Et cela a pour conséquence que les éditeurs papier qui publient aussi en numérique (c’est-à-dire la quasi-totalité d’entre eux) ont choisi d’avoir une politique de prix numérique élevée. Il est ainsi rare que le livre numérique soit vendu à moins de 30 % du prix du livre papier. Cela freine évidemment considérablement le développement du livre numérique. Chez Chemins de tr@verse, comme nous sommes d’abord un éditeur numérique (même si nous faisons de l’impression à la demande et que certains de nos livres sont dans le circuit des libraires), nous avons choisi une politique inverse : la version numérique est en général plus de deux fois moins chère que la version papier.

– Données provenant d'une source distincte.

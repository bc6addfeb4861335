use std::{collections::HashMap, sync::Arc};

use axum::{Extension, extract::Query, response::Html};
use tokio::sync::Mutex;

use crate::{spotify, types::PkceToken, warning};

pub async fn callback(
    Query(params): Query<HashMap<String, String>>,
    Extension(shared_state): Extension<Arc<Mutex<Option<PkceToken>>>>,
) -> Html<&'static str> {
    let Some(code) = params.get("code") else {
        return Html("<h4>Missing authorization code.</h4>");
    };

    let mut state = shared_state.lock().await;
    let Some(pkce_state) = state.as_mut() else {
        return Html("<h4>Missing PKCE code verifier.</h4>");
    };

    match spotify::auth::exchange_code_pkce(code, &pkce_state.code_verifier).await {
        Ok(token) => {
            pkce_state.token = Some(token);
            Html("<h2>Authentication successful.</h2><p>You can close this window.</p>")
        }
        Err(e) => {
            warning!("Token exchange failed: {}", e);
            Html("<h4>Login failed.</h4>")
        }
    }
}
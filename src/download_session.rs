use crate::session::Session;

const KEY_HOST: &str = "twitcasting.host";
const KEY_USER_AGENT: &str = "twitcasting.useragent";
const KEY_USER_ID: &str = "twitcasting.userid";
const KEY_USER_FRIENDLY_ID: &str = "twitcasting.userfriendlyid";
const KEY_SESSION_ID: &str = "twitcasting.sessionid";

/// Typed wrapper around a twitcasting session.
///
/// Reads and writes pass straight through to the backing [`Session`], so
/// any number of views over the same session observe each other's writes
/// immediately. No validation is performed; empty values are stored and
/// surfaced as-is.
pub struct DownloadSession<'a> {
    session: &'a Session,
}

impl<'a> DownloadSession<'a> {
    pub fn new(session: &'a Session) -> Self {
        Self { session }
    }

    /// Hostname to use for forwarded requests. Download hosts are
    /// per-broadcast subdomains, eg. dl193250.twitcasting.tv.
    pub fn host(&self) -> String {
        self.session.read(KEY_HOST)
    }

    pub fn set_host(&self, value: &str) {
        self.session.write(KEY_HOST, value);
    }

    /// UserAgent header to replay on forwarded requests.
    pub fn user_agent(&self) -> String {
        self.session.read(KEY_USER_AGENT)
    }

    pub fn set_user_agent(&self, value: &str) {
        self.session.write(KEY_USER_AGENT, value);
    }

    /// Device/user identifier, harvested from the `did` cookie.
    pub fn user_id(&self) -> String {
        self.session.read(KEY_USER_ID)
    }

    pub fn set_user_id(&self, value: &str) {
        self.session.write(KEY_USER_ID, value);
    }

    /// Display identifier, harvested from the `tc_id` cookie. Replayed
    /// upstream under the `fftc_id` cookie name.
    pub fn user_friendly_id(&self) -> String {
        self.session.read(KEY_USER_FRIENDLY_ID)
    }

    pub fn set_user_friendly_id(&self, value: &str) {
        self.session.write(KEY_USER_FRIENDLY_ID, value);
    }

    /// Session token, harvested from the `tc_ss` cookie.
    pub fn session_id(&self) -> String {
        self.session.read(KEY_SESSION_ID)
    }

    pub fn set_session_id(&self, value: &str) {
        self.session.write(KEY_SESSION_ID, value);
    }
}
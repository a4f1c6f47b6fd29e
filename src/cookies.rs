use std::path::Path;

use serde::{Deserialize, Serialize};

#[derive(thiserror::Error, Debug)]
pub enum CookieFileError {
    #[error("I/O error")]
    IoError(#[from] std::io::Error),
    #[error("malformed cookie file")]
    MalformedError(#[from] serde_json::Error),
}

/// Single cookie record as exported by the browser-automation driver.
#[derive(Debug, Clone, PartialEq, Serialize, Deserialize)]
#[serde(rename_all = "camelCase")]
pub struct BrowserCookie {
    pub name: String,
    pub value: String,
    pub domain: String,
    pub path: String,
    #[serde(default, skip_serializing_if = "Option::is_none")]
    pub expires: Option<f64>,
    #[serde(default)]
    pub http_only: bool,
    #[serde(default)]
    pub secure: bool,
    #[serde(default, skip_serializing_if = "Option::is_none")]
    pub same_site: Option<String>,
}

/// Read a cookie cache file written by [`save`] or exported from a
/// previous browser run.
pub async fn load(path: &Path) -> Result<Vec<BrowserCookie>, CookieFileError> {
    let raw = tokio::fs::read_to_string(path).await?;
    Ok(serde_json::from_str(&raw)?)
}

/// Persist a cookie jar so a later run can skip the interactive login.
pub async fn save(path: &Path, cookies: &[BrowserCookie]) -> Result<(), CookieFileError> {
    let raw = serde_json::to_string_pretty(cookies)?;
    tokio::fs::write(path, raw).await?;
    Ok(())
}

/// Keep only cookies scoped to `domain` or one of its dotted parents.
pub fn scoped_to_domain(cookies: Vec<BrowserCookie>, domain: &str) -> Vec<BrowserCookie> {
    cookies
        .into_iter()
        .filter(|cookie| {
            let cookie_domain = cookie.domain.trim_start_matches('.');
            cookie_domain == domain || cookie_domain.ends_with(&format!(".{}", domain))
        })
        .collect()
}
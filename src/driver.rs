use async_trait::async_trait;
use regex::Regex;

use crate::cookies::BrowserCookie;

#[derive(thiserror::Error, Debug)]
pub enum DriverError {
    #[error("no element matching {0}")]
    NotFound(String),
    #[error("timed out waiting for {0}")]
    Timeout(String),
    #[error("navigation failed: {0}")]
    Navigation(String),
    #[error("driver error: {0}")]
    Other(String),
}

/// Contract the entitlement resolver expects from a browser-automation
/// driver.
///
/// One driver instance owns one page in one signed-in browser context;
/// the resolver walks it through login and ticket selection strictly
/// sequentially. Implementations are expected to bound every wait and
/// return [`DriverError::Timeout`] rather than hang, the resolver applies
/// its own bound on top regardless.
#[async_trait]
pub trait PageDriver: Send {
    /// Navigate the page to `url` and wait for the document to load.
    async fn goto(&mut self, url: &str) -> Result<(), DriverError>;

    /// Wait until in-flight network requests have settled.
    async fn wait_until_idle(&mut self) -> Result<(), DriverError>;

    async fn click(&mut self, selector: &str) -> Result<(), DriverError>;

    /// Click the first element rendering the given visible text.
    async fn click_text(&mut self, text: &str) -> Result<(), DriverError>;

    async fn hover(&mut self, selector: &str) -> Result<(), DriverError>;

    /// Fill the input matching `selector` with `value`.
    async fn fill(&mut self, selector: &str, value: &str) -> Result<(), DriverError>;

    /// Wait for an element matching `selector` to appear.
    async fn wait_for(&mut self, selector: &str) -> Result<(), DriverError>;

    /// Probe for `selector` without waiting for it to appear.
    async fn is_present(&mut self, selector: &str) -> Result<bool, DriverError>;

    /// Inner text of every element matching `selector`, in document order.
    async fn inner_texts(&mut self, selector: &str) -> Result<Vec<String>, DriverError>;

    /// Wait until the page URL contains `fragment`.
    async fn wait_for_url_contains(&mut self, fragment: &str) -> Result<(), DriverError>;

    /// Click `selector`, then resolve with the URL of the first network
    /// response whose URL matches `pattern`.
    async fn click_and_capture_response(
        &mut self,
        selector: &str,
        pattern: &Regex,
    ) -> Result<String, DriverError>;

    /// Cookies currently held by the browser context for `domain`.
    async fn cookies(&mut self, domain: &str) -> Result<Vec<BrowserCookie>, DriverError>;

    /// Add cookies to the browser context.
    async fn add_cookies(&mut self, cookies: &[BrowserCookie]) -> Result<(), DriverError>;

    /// The user-agent string the browser presents to sites.
    async fn user_agent(&mut self) -> Result<String, DriverError>;
}
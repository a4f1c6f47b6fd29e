use std::collections::HashMap;
use std::sync::Arc;

use chrono::{DateTime, Duration, Utc};
use dashmap::DashMap;
use parking_lot::RwLock;
use uuid::Uuid;

#[derive(thiserror::Error, Debug)]
pub enum SessionError {
    #[error("no session registered for key {0}")]
    SessionNotFound(String),
}

/// Key-value store bound to a session key, used to carry settings and
/// captured identity material across requests.
///
/// Sessions live in memory only and are wiped on process restart. Value
/// keys are case-insensitive.
pub struct Session {
    key: String,
    created: DateTime<Utc>,
    last_retrieval: RwLock<DateTime<Utc>>,
    values: RwLock<HashMap<String, String>>,
}

impl Session {
    fn new(key: String) -> Self {
        let now = Utc::now();
        Self {
            key,
            created: now,
            last_retrieval: RwLock::new(now),
            values: RwLock::new(HashMap::new()),
        }
    }

    /// Session key, can be used to retrieve the session again later.
    pub fn key(&self) -> &str {
        &self.key
    }

    /// Timestamp the session was created.
    pub fn created(&self) -> DateTime<Utc> {
        self.created
    }

    /// Timestamp the session was last retrieved from the store.
    pub fn last_retrieval(&self) -> DateTime<Utc> {
        *self.last_retrieval.read()
    }

    /// Read the value associated with the given key, `""` when unset.
    pub fn read(&self, key: &str) -> String {
        self.values
            .read()
            .get(&key.to_lowercase())
            .cloned()
            .unwrap_or_default()
    }

    /// Write a value to the given key, replacing any previous value.
    pub fn write(&self, key: &str, value: impl Into<String>) {
        self.values.write().insert(key.to_lowercase(), value.into());
    }

    /// Returns true when the session has no values set yet.
    pub fn is_empty(&self) -> bool {
        self.values.read().is_empty()
    }

    /// Drop all values, keeping the session itself registered.
    pub fn clear(&self) {
        self.values.write().clear();
    }

    fn touch(&self) {
        *self.last_retrieval.write() = Utc::now();
    }

    #[cfg(test)]
    pub(crate) fn set_last_retrieval(&self, when: DateTime<Utc>) {
        *self.last_retrieval.write() = when;
    }
}

/// Keyed registry of [`Session`]s, plus the operator's active-session
/// slot. Only one session can be active at a time.
pub struct SessionStore {
    sessions: DashMap<String, Arc<Session>>,
    active: RwLock<Option<Arc<Session>>>,
}

impl SessionStore {
    pub fn new() -> Self {
        Self {
            sessions: DashMap::new(),
            active: RwLock::new(None),
        }
    }

    /// Get the session registered for `key`, creating and registering one
    /// first when absent. Concurrent callers racing on the same key all
    /// end up with the same session.
    pub fn get_or_create(&self, key: &str) -> Arc<Session> {
        let session = self
            .sessions
            .entry(key.to_string())
            .or_insert_with(|| Arc::new(Session::new(key.to_string())))
            .clone();
        session.touch();
        session
    }

    /// Create a session under a fresh random key without registering it.
    pub fn create(&self) -> Arc<Session> {
        Arc::new(Session::new(Uuid::new_v4().simple().to_string()))
    }

    /// Look up the session registered for `key`.
    pub fn lookup(&self, key: &str) -> Result<Arc<Session>, SessionError> {
        let session = self
            .sessions
            .get(key)
            .map(|entry| entry.value().clone())
            .ok_or_else(|| SessionError::SessionNotFound(key.to_string()))?;
        session.touch();
        Ok(session)
    }

    /// Mark `session` as the active one, displacing any previous holder.
    /// Returns the session again for chaining.
    pub fn set_active(&self, session: &Arc<Session>) -> Arc<Session> {
        *self.active.write() = Some(session.clone());
        session.clone()
    }

    pub fn get_active(&self) -> Option<Arc<Session>> {
        self.active.read().clone()
    }

    /// Expunge all sessions not retrieved for longer than `ttl`. The
    /// active session is never expunged, however stale.
    pub fn expunge_expired(&self, ttl: Duration) {
        let cutoff = Utc::now() - ttl;
        let active_key = self.get_active().map(|s| s.key().to_string());
        self.sessions.retain(|key, session| {
            Some(key.as_str()) == active_key.as_deref() || session.last_retrieval() >= cutoff
        });
    }
}

impl Default for SessionStore {
    fn default() -> Self {
        Self::new()
    }
}

#[cfg(test)]
mod tests {
    use super::*;

    #[tokio::test]
    async fn get_or_create_is_race_free() {
        let store = Arc::new(SessionStore::new());

        let mut handles = Vec::new();
        for _ in 0..16 {
            let store = store.clone();
            handles.push(tokio::spawn(async move { store.get_or_create("9001") }));
        }

        let first = store.get_or_create("9001");
        for handle in handles {
            let session = handle.await.expect("task panicked");
            assert!(
                Arc::ptr_eq(&first, &session),
                "concurrent get_or_create returned a different session"
            );
        }
    }

    #[test]
    fn value_keys_are_case_insensitive() {
        let store = SessionStore::new();
        let session = store.get_or_create("80");

        session.write("TwitCasting.Host", "dl193250.twitcasting.tv");
        assert_eq!(session.read("twitcasting.host"), "dl193250.twitcasting.tv");

        session.write("twitcasting.host", "dl999.twitcasting.tv");
        assert_eq!(session.read("TWITCASTING.HOST"), "dl999.twitcasting.tv");
    }

    #[test]
    fn missing_values_read_as_empty() {
        let store = SessionStore::new();
        let session = store.get_or_create("80");
        assert_eq!(session.read("nothing.here"), "");
    }

    #[test]
    fn is_empty_tracks_values() {
        let store = SessionStore::new();
        let session = store.get_or_create("80");
        assert!(session.is_empty());

        session.write("a", "b");
        assert!(!session.is_empty());

        session.clear();
        assert!(session.is_empty());
    }

    #[test]
    fn create_does_not_register() {
        let store = SessionStore::new();
        let session = store.create();
        assert!(store.lookup(session.key()).is_err());
        assert!(!session.key().is_empty());
    }

    #[test]
    fn lookup_unknown_key_is_not_found() {
        let store = SessionStore::new();
        assert!(matches!(
            store.lookup("missing"),
            Err(SessionError::SessionNotFound(_))
        ));
    }

    #[test]
    fn set_active_displaces_previous() {
        let store = SessionStore::new();
        let first = store.get_or_create("80");
        let second = store.get_or_create("81");

        store.set_active(&first);
        store.set_active(&second);

        let active = store.get_active().expect("no active session");
        assert!(Arc::ptr_eq(&active, &second));
    }

    #[test]
    fn expunge_removes_stale_sessions_but_spares_active() {
        let store = SessionStore::new();
        let stale = store.get_or_create("stale");
        let active = store.get_or_create("active");
        store.set_active(&active);

        let long_ago = Utc::now() - Duration::hours(48);
        stale.set_last_retrieval(long_ago);
        active.set_last_retrieval(long_ago);

        store.expunge_expired(Duration::hours(24));

        assert!(store.lookup("stale").is_err());
        assert!(store.lookup("active").is_ok());
    }
}
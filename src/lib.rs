//! # tca-rs
//!
//! This crate grants tools like ffmpeg access to paid TwitCasting archive
//! streams by running a local proxy that re-signs every request with a
//! captured browser identity.
//!
//! Two halves cooperate through a shared [`session::Session`]:
//!
//! - the [`resolver`] walks a browser-automation driver (anything
//!   implementing [`driver::PageDriver`]) through sign-in and ticket
//!   selection, captures the signed playlist URL and harvests the
//!   identity cookies backing it;
//! - the [`proxy`] replays that identity on every request forwarded to
//!   the per-broadcast download host, streaming responses back untouched.
//!
//! ## Usage
//!
//! The following example serves the proxy on port 5000. The session can
//! be populated by running a [`resolver::Resolver`] against it, or by
//! hand through the form at `/config`.
//!
//! ```rust,no_run
//! use std::sync::Arc;
//! use tca_rs::{server, session::SessionStore};
//!
//! #[tokio::main]
//! async fn main() {
//!     let store = Arc::new(SessionStore::new());
//!     let session = store.get_or_create("5000");
//!     store.set_active(&session);
//!
//!     let state = server::AppState {
//!         store: store.clone(),
//!         http: reqwest::Client::new(),
//!         session_key: "5000".to_string(),
//!     };
//!
//!     let listener = tokio::net::TcpListener::bind("0.0.0.0:5000")
//!         .await
//!         .expect("Could not bind");
//!     axum::serve(listener, server::router(state))
//!         .await
//!         .expect("Server exited with error");
//! }
//! ```
//!
//! Once a playlist is resolved, point ffmpeg at its path through the
//! proxy: `ffmpeg -i "http://localhost:5000/<path>/master.m3u8" -c copy
//! output.mkv`.

#[forbid(unsafe_code)]
#[macro_use]
extern crate log;

pub mod cookies;
pub mod download_session;
pub mod driver;
pub mod proxy;
pub mod resolver;
pub mod server;
pub mod session;
impl<D: PageDriver> Resolver<D> {
    pub fn new(driver: D, config: ResolverConfig) -> Self {
        Self {
            driver,
            config,
            auth_state: AuthState::Unauthenticated,
            auth_trace: vec![AuthState::Unauthenticated],
            resolve_trace: Vec::new(),
        }
    }

    pub fn auth_state(&self) -> AuthState {
        self.auth_state
    }

    /// Login states visited so far, in order.
    pub fn auth_trace(&self) -> &[AuthState] {
        &self.auth_trace
    }

    /// Resolution states visited so far, in order.
    pub fn resolve_trace(&self) -> &[ResolveState] {
        &self.resolve_trace
    }

    fn enter(&mut self, state: AuthState) {
        info!("auth: {:?} -> {:?}", self.auth_state, state);
        self.auth_state = state;
        self.auth_trace.push(state);
    }

    fn enter_resolve(&mut self, state: ResolveState) {
        info!("resolve: {:?}", state);
        self.resolve_trace.push(state);
    }

    /// Sign the driven browser in to twitcasting.tv, restoring the cached
    /// cookie jar when one exists and walking the Twitter OAuth flow
    /// otherwise.
    pub async fn authenticate(&mut self) -> Result<(), ResolverError> {
        match self.authenticate_inner().await {
            Ok(()) => {
                self.enter(AuthState::Authenticated);
                Ok(())
            }
            Err(err) => {
                error!("authentication failed: {}", err);
                self.enter(AuthState::Failed);
                Err(err)
            }
        }
    }

    async fn authenticate_inner(&mut self) -> Result<(), ResolverError> {
        let timeout = self.config.step_timeout;
        let step = self.auth_state;
        bounded(timeout, "initial navigation", self.driver.goto(BASE_URL))
            .await
            .map_err(|source| fail(step, source))?;

        let have_cookie_cache = tokio::fs::try_exists(&self.config.cookie_file)
            .await
            .unwrap_or(false);
        if have_cookie_cache {
            self.restore_cookies().await
        } else {
            self.login_fresh().await
        }
    }

    async fn restore_cookies(&mut self) -> Result<(), ResolverError> {
        self.enter(AuthState::RestoringCookies);
        let timeout = self.config.step_timeout;

        let cached = cookies::load(&self.config.cookie_file).await?;
        let scoped = cookies::scoped_to_domain(cached, SITE_DOMAIN);
        info!("restoring {} cached cookies", scoped.len());

        bounded(timeout, "cookie restore", self.driver.add_cookies(&scoped))
            .await
            .map_err(|source| fail(AuthState::RestoringCookies, source))?;
        Ok(())
    }

    async fn login_fresh(&mut self) -> Result<(), ResolverError> {
        let timeout = self.config.step_timeout;
        let credentials = self.read_credentials().await?;

        self.enter(AuthState::OAuthHandshake);
        let step = AuthState::OAuthHandshake;
        bounded(timeout, "login window", self.driver.goto(LOGIN_WINDOW_URL))
            .await
            .map_err(|e| fail(step, e))?;
        bounded(timeout, "network idle", self.driver.wait_until_idle())
            .await
            .map_err(|e| fail(step, e))?;
        bounded(timeout, "twitter login button", self.driver.click(SEL_TWITTER_LOGIN))
            .await
            .map_err(|e| fail(step, e))?;

        // consent page
        bounded(timeout, "network idle", self.driver.wait_until_idle())
            .await
            .map_err(|e| fail(step, e))?;
        bounded(timeout, "consent button", self.driver.hover(SEL_OAUTH_ALLOW))
            .await
            .map_err(|e| fail(step, e))?;
        bounded(timeout, "consent button", self.driver.click(SEL_OAUTH_ALLOW))
            .await
            .map_err(|e| fail(step, e))?;
        bounded(timeout, "network idle", self.driver.wait_until_idle())
            .await
            .map_err(|e| fail(step, e))?;
        // the consent form only submits on the second click
        bounded(timeout, "consent button", self.driver.click(SEL_OAUTH_ALLOW))
            .await
            .map_err(|e| fail(step, e))?;

        self.enter(AuthState::CredentialEntry);
        let step = AuthState::CredentialEntry;
        bounded(
            timeout,
            "username input",
            self.driver.fill(SEL_USERNAME_INPUT, &credentials.email),
        )
        .await
        .map_err(|e| fail(step, e))?;
        bounded(timeout, "next button", self.driver.click_text("Next"))
            .await
            .map_err(|e| fail(step, e))?;

        // the verification challenge is only presented for some accounts
        let challenged = bounded(
            timeout,
            "verification probe",
            self.driver.is_present(SEL_VERIFICATION_INPUT),
        )
        .await
        .map_err(|e| fail(step, e))?;
        if challenged {
            self.enter(AuthState::TwoFactorChallenge);
            let step = AuthState::TwoFactorChallenge;
            bounded(
                timeout,
                "verification input",
                self.driver.fill(SEL_VERIFICATION_INPUT, &credentials.phonenumber),
            )
            .await
            .map_err(|e| fail(step, e))?;
            bounded(timeout, "next button", self.driver.click_text("Next"))
                .await
                .map_err(|e| fail(step, e))?;
        } else {
            debug!("verification challenge not presented, continuing to password entry");
        }

        self.enter(AuthState::PasswordEntry);
        let step = AuthState::PasswordEntry;
        bounded(timeout, "password input", self.driver.wait_for(SEL_PASSWORD_INPUT))
            .await
            .map_err(|e| fail(step, e))?;
        bounded(
            timeout,
            "password input",
            self.driver.fill(SEL_PASSWORD_INPUT, &credentials.password),
        )
        .await
        .map_err(|e| fail(step, e))?;
        bounded(timeout, "login button", self.driver.click_text("Log in"))
            .await
            .map_err(|e| fail(step, e))?;

        self.enter(AuthState::AwaitingRedirect);
        let step = AuthState::AwaitingRedirect;
        bounded(timeout, "network idle", self.driver.wait_until_idle())
            .await
            .map_err(|e| fail(step, e))?;
        bounded(
            timeout,
            "redirect back to site",
            self.driver.wait_for_url_contains(SITE_DOMAIN),
        )
        .await
        .map_err(|e| fail(step, e))?;

        // persist the fresh jar so the next run can skip this flow
        let jar = bounded(timeout, "cookie jar", self.driver.cookies(SITE_DOMAIN))
            .await
            .map_err(|e| fail(step, e))?;
        cookies::save(&self.config.cookie_file, &jar).await?;
        info!("saved {} cookies to {:?}", jar.len(), self.config.cookie_file);

        Ok(())
    }

    async fn read_credentials(&self) -> Result<Credentials, ResolverError> {
        let raw = tokio::fs::read_to_string(&self.config.credentials_file).await?;
        Ok(serde_json::from_str(&raw)?)
    }

    /// Display names of all tickets belonging to the signed-in user, in
    /// document order.
    pub async fn list_tickets(&mut self) -> Result<Vec<String>, ResolverError> {
        self.enter_resolve(ResolveState::ListingTickets);
        match self.list_tickets_inner().await {
            Ok(names) => Ok(names),
            Err(err) => {
                self.enter_resolve(ResolveState::Failed);
                Err(err)
            }
        }
    }

    async fn list_tickets_inner(&mut self) -> Result<Vec<String>, ResolverError> {
        let timeout = self.config.step_timeout;
        let listing = self.ticket_listing_url().await?;
        bounded(timeout, "ticket listing", self.driver.goto(&listing)).await?;

        let names = bounded(timeout, "ticket titles", self.driver.inner_texts(SEL_TICKET_TITLE)).await?;
        if names.is_empty() {
            return Err(ResolverError::NoEntitlements);
        }
        info!("found {} tickets", names.len());
        Ok(names)
    }

    /// Resolve the playlist URL behind the given ticket by walking the
    /// ticket page, its event page and the event's archive listing.
    pub async fn resolve_playlist(&mut self, ticket_name: &str) -> Result<String, ResolverError> {
        match self.resolve_playlist_inner(ticket_name).await {
            Ok(url) => {
                self.enter_resolve(ResolveState::Resolved);
                info!("resolved playlist {}", url);
                Ok(url)
            }
            Err(err) => {
                error!("playlist resolution failed: {}", err);
                self.enter_resolve(ResolveState::Failed);
                Err(err)
            }
        }
    }

    async fn resolve_playlist_inner(&mut self, ticket_name: &str) -> Result<String, ResolverError> {
        let timeout = self.config.step_timeout;

        self.enter_resolve(ResolveState::SelectingTicket);
        let listing = self.ticket_listing_url().await?;
        bounded(timeout, "ticket listing", self.driver.goto(&listing)).await?;
        bounded(timeout, "ticket card", self.driver.click_text(ticket_name)).await?;

        self.enter_resolve(ResolveState::NavigatingToEventPage);
        bounded(timeout, "archive page link", self.driver.click_text(ARCHIVE_LINK_TEXT)).await?;

        self.enter_resolve(ResolveState::NavigatingToArchivePage);
        bounded(timeout, "network idle", self.driver.wait_until_idle()).await?;

        self.enter_resolve(ResolveState::LocatingArchiveEntry);
        let entries =
            bounded(timeout, "archive entries", self.driver.inner_texts(SEL_ARCHIVE_TITLE)).await?;
        // entry titles may be cut off, match on the leading characters
        let wanted = title_match_key(ticket_name);
        let entry = entries
            .into_iter()
            .find(|title| title.starts_with(&wanted))
            .ok_or_else(|| ResolverError::TicketNotLocatable(ticket_name.to_string()))?;
        bounded(timeout, "archive entry", self.driver.click_text(&entry)).await?;

        self.enter_resolve(ResolveState::ResolvingPlaylist);
        let playlist_url = bounded(
            timeout,
            "playlist response",
            self.driver
                .click_and_capture_response(SEL_PLAY_BUTTON, &self.config.playlist_pattern),
        )
        .await
        .map_err(|_| ResolverError::PlaylistNotFound)?;

        Ok(playlist_url)
    }

    async fn ticket_listing_url(&mut self) -> Result<String, ResolverError> {
        let my_id = self.read_site_cookie(COOKIE_USER_FRIENDLY_ID).await?;
        Ok(format!("{}/{}/shopmytickets", BASE_URL, my_id))
    }

    async fn read_site_cookie(&mut self, name: &str) -> Result<String, ResolverError> {
        let timeout = self.config.step_timeout;
        let jar = bounded(timeout, "cookie jar", self.driver.cookies(SITE_DOMAIN)).await?;
        Ok(jar
            .into_iter()
            .find(|cookie| cookie.name == name)
            .map(|cookie| cookie.value)
            .unwrap_or_default())
    }

    /// Read the three auth cookies and the live user-agent string from
    /// the browser context.
    pub async fn harvest_identity(&mut self) -> Result<Identity, ResolverError> {
        let timeout = self.config.step_timeout;
        let jar: Vec<BrowserCookie> =
            bounded(timeout, "cookie jar", self.driver.cookies(SITE_DOMAIN)).await?;
        let pick = |name: &str| {
            jar.iter()
                .find(|cookie| cookie.name == name)
                .map(|cookie| cookie.value.clone())
                .unwrap_or_default()
        };

        let identity = Identity {
            user_id: pick(COOKIE_USER_ID),
            user_friendly_id: pick(COOKIE_USER_FRIENDLY_ID),
            session_id: pick(COOKIE_SESSION_ID),
            user_agent: bounded(timeout, "user agent", self.driver.user_agent()).await?,
        };
        Ok(identity)
    }

    /// Populate `session` with the harvested identity and the playlist
    /// host, making it eligible for authenticated downloads.
    pub async fn populate(
        &mut self,
        session: &Session,
        playlist_url: &str,
    ) -> Result<(), ResolverError> {
        let identity = self.harvest_identity().await?;
        let host = match reqwest::Url::parse(playlist_url) {
            Ok(url) => url.host_str().unwrap_or_default().to_string(),
            Err(err) => {
                warn!("unparseable playlist url {:?}: {}", playlist_url, err);
                String::new()
            }
        };

        let view = DownloadSession::new(session);
        view.set_host(&host);
        view.set_user_agent(&identity.user_agent);
        view.set_user_id(&identity.user_id);
        view.set_user_friendly_id(&identity.user_friendly_id);
        view.set_session_id(&identity.session_id);
        Ok(())
    }

    /// Full unattended flow: authenticate, pick a ticket, resolve its
    /// playlist and populate `session`.
    pub async fn run(
        &mut self,
        session: &Session,
        selection: TicketSelection,
    ) -> Result<Resolution, ResolverError> {
        self.authenticate().await?;

        let tickets = self.list_tickets().await?;
        let ticket = match selection {
            TicketSelection::First => match tickets.into_iter().next() {
                Some(ticket) => ticket,
                None => return Err(ResolverError::NoEntitlements),
            },
            TicketSelection::Named(name) => match tickets.into_iter().find(|t| *t == name) {
                Some(ticket) => ticket,
                None => return Err(ResolverError::TicketNotLocatable(name)),
            },
        };
        info!("selected ticket {:?}", ticket);

        let playlist_url = self.resolve_playlist(&ticket).await?;
        self.populate(session, &playlist_url).await?;

        Ok(Resolution { playlist_url })
    }
}
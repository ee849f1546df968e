//! Program-derived addresses used by the multisig program.

use solana_sdk::pubkey::Pubkey;

/// Seed prefix shared by every multisig-owned account
pub const SEED_PREFIX: &[u8] = b"multisig";
/// Vault seed
pub const SEED_VAULT: &[u8] = b"vault";
/// Transaction seed
pub const SEED_TRANSACTION: &[u8] = b"transaction";
/// Proposal seed
pub const SEED_PROPOSAL: &[u8] = b"proposal";

/// Vault account for `multisig` at `vault_index`
pub fn vault_address(multisig: &Pubkey, vault_index: u8, program_id: &Pubkey) -> Pubkey {
    Pubkey::find_program_address(
        &[SEED_PREFIX, multisig.as_ref(), SEED_VAULT, &[vault_index]],
        program_id,
    )
    .0
}

/// Proposal account for `transaction_index` of `multisig`
pub fn proposal_address(multisig: &Pubkey, transaction_index: u64, program_id: &Pubkey) -> Pubkey {
    Pubkey::find_program_address(
        &[
            SEED_PREFIX,
            multisig.as_ref(),
            SEED_TRANSACTION,
            &transaction_index.to_le_bytes(),
            SEED_PROPOSAL,
        ],
        program_id,
    )
    .0
}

Au-delà de cette spécificité française, il est clair que le livre numérique a trouvé une place, que ce soit auprès des lecteurs ou des auteurs, même si ces derniers sont toujours sensibles au fait que leur ouvrage soit aussi proposé en version papier. Le livre numérique séduit évidemment beaucoup plus les jeunes pour qui la question ne se pose pas le plus souvent : c’est quand il n’existe pas de version numérique qu’ils sont surpris !
Unidivers – Votre vision de ses avantages et de ses points faibles ? L’absence de stockage, les prix et les coûts de fabrication, la possibilité d’évolutions successives … ? Mais comment se gère la promotion des œuvres ?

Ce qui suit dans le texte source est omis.